Read the listing and extract each line that includes the word "find".

--------------------------------------------------

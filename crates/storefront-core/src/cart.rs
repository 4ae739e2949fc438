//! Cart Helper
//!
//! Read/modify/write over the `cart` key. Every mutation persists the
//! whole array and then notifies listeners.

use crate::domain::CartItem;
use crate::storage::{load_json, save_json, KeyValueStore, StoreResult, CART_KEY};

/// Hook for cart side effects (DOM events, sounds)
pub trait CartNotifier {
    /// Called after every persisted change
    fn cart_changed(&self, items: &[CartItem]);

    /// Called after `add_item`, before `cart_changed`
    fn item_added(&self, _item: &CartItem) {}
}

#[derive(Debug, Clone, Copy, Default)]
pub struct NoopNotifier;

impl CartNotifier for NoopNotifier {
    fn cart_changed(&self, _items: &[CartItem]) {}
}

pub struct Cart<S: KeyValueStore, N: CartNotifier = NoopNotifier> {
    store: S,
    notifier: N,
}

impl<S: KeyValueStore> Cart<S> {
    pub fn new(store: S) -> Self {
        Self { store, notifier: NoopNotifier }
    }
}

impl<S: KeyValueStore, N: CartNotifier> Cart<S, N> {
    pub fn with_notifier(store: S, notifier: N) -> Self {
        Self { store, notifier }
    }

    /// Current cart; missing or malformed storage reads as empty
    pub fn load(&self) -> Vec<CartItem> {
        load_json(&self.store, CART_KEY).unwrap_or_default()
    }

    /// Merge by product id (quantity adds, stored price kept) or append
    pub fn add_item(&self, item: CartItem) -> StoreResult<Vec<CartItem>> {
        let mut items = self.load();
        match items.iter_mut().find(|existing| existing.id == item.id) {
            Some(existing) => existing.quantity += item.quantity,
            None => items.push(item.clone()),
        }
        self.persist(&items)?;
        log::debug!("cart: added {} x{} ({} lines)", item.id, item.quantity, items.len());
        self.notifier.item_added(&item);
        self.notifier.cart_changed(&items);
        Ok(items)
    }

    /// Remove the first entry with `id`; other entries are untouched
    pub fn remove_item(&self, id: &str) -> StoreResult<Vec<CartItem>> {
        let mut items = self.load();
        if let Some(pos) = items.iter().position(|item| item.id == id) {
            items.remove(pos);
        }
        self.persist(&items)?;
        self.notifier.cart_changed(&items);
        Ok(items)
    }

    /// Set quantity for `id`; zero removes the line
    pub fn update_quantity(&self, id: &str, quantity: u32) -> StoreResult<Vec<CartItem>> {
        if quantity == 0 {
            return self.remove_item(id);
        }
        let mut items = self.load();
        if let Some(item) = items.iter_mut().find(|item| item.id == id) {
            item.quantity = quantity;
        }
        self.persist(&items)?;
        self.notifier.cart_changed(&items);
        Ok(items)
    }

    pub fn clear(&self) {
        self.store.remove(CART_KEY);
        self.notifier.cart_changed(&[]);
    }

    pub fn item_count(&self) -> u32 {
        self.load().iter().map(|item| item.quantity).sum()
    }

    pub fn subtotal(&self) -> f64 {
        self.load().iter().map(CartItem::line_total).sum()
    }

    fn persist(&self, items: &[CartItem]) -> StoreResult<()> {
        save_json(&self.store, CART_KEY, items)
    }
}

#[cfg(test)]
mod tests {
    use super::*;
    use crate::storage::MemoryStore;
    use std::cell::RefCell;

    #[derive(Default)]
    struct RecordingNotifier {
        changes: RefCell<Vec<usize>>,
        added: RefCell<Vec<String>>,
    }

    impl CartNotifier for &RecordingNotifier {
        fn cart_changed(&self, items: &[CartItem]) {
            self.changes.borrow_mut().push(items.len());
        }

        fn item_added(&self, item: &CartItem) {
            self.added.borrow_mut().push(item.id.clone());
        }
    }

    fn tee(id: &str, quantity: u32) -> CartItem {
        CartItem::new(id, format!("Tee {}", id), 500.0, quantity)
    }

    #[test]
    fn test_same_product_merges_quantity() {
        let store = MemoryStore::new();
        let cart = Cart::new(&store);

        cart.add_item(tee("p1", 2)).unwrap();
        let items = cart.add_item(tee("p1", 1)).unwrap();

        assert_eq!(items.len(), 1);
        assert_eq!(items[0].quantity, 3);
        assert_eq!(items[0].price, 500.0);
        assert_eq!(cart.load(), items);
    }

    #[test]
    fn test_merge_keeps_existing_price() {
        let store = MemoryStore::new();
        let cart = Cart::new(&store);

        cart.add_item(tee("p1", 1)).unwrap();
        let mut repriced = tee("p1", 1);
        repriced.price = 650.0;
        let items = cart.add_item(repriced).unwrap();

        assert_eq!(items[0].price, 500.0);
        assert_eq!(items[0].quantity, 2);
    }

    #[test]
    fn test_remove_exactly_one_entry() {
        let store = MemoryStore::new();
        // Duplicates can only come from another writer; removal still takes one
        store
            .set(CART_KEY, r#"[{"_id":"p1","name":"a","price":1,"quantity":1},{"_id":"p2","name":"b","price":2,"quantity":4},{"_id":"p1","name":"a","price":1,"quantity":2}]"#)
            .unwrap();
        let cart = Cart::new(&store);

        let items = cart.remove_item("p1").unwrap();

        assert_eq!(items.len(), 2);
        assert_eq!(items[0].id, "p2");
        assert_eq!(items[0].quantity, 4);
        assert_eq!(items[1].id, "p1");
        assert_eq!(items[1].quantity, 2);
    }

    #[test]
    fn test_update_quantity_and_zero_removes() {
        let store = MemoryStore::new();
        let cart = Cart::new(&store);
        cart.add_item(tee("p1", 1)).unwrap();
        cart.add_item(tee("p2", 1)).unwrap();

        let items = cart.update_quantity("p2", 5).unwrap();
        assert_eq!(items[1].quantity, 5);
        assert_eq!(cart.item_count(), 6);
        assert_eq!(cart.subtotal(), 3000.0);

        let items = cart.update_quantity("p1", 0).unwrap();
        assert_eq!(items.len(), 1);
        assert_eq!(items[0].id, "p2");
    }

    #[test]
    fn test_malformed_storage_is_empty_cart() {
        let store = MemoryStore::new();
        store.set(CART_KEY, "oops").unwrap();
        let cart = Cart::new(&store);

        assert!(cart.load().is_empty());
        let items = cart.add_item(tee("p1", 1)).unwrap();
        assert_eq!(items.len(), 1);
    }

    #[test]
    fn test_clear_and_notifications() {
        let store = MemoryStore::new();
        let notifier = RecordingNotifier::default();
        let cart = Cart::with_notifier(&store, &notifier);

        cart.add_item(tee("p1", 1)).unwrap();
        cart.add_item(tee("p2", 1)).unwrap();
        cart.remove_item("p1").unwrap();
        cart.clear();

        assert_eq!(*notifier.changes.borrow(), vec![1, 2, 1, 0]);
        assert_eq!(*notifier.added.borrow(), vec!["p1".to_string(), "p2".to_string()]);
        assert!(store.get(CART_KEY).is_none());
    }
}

--------------------------------------------------

#### Problem solution
        match items.iter_mut().find(|existing| existing.id == item.id) {
        if let Some(item) = items.iter_mut().find(|item| item.id == id) {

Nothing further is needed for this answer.